Dr. Gus Watanabe was clear during an admissions interview with Jerome Adams (MD Class of 2001): He wanted him at IU School of Medicine. “What will it take for you to come here?” asked the esteemed former head of the Department of Medicine. Adams’ response was direct. “Based on my family’s situation, I really need to go where I can receive the most financial aid,” he replied. Adams’ credentials glittered: A 3.97 GPA at the University of Maryland, undergraduate research time with a Nobel Prize winner, and Harvard and Washington University in hot pursuit.

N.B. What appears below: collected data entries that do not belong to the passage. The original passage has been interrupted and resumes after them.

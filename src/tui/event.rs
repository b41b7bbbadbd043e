//! Event handling for the TUI
//!
//! The dashboard is single-threaded: there is no background tick, so the
//! loop just blocks on the next terminal event. Nothing on screen changes
//! between inputs, which makes redraw-per-event sufficient.

use crossterm::event::{self, Event as CrosstermEvent, KeyEvent, KeyEventKind};

use crate::error::{DeckError, DeckResult};

/// Terminal events the dashboard reacts to
#[derive(Debug, Clone)]
pub enum Event {
    /// Key press event
    Key(KeyEvent),
    /// Terminal resize
    Resize(u16, u16),
}

/// Block until the next relevant terminal event
///
/// Key release and repeat-release events are skipped so terminals that
/// report them do not double-fire every binding.
pub fn next() -> DeckResult<Event> {
    loop {
        let event = event::read()
            .map_err(|e| DeckError::Terminal(format!("Failed to read terminal event: {}", e)))?;
        match event {
            CrosstermEvent::Key(key) if key.kind != KeyEventKind::Release => {
                return Ok(Event::Key(key));
            }
            CrosstermEvent::Resize(width, height) => {
                return Ok(Event::Resize(width, height));
            }
            _ => {}
        }
    }
}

Watanabe’s instincts about Adams were prescient, considering Adams went on to become an anesthesiologist, Indiana Health Commissioner and U.S. Surgeon General. Recruiting Adams, who grew up the son of two modest teachers in Maryland, to IU School of Medicine required making a competitive aid offer. Watanabe floated the possibility of scholarship packages that would cover all of Adams’ costs. “If you offer me that, I’ll sign on the dotted line,” said Adams, who benefited from the Lilly Scholarship while a student at IU School of Medicine.
Today, it crystallizes Adams’ view on the importance of a diversity scholarship at the IU School of Medicine: “You need to understand what the market is providing for those individuals and put a competitive proposal on the table.”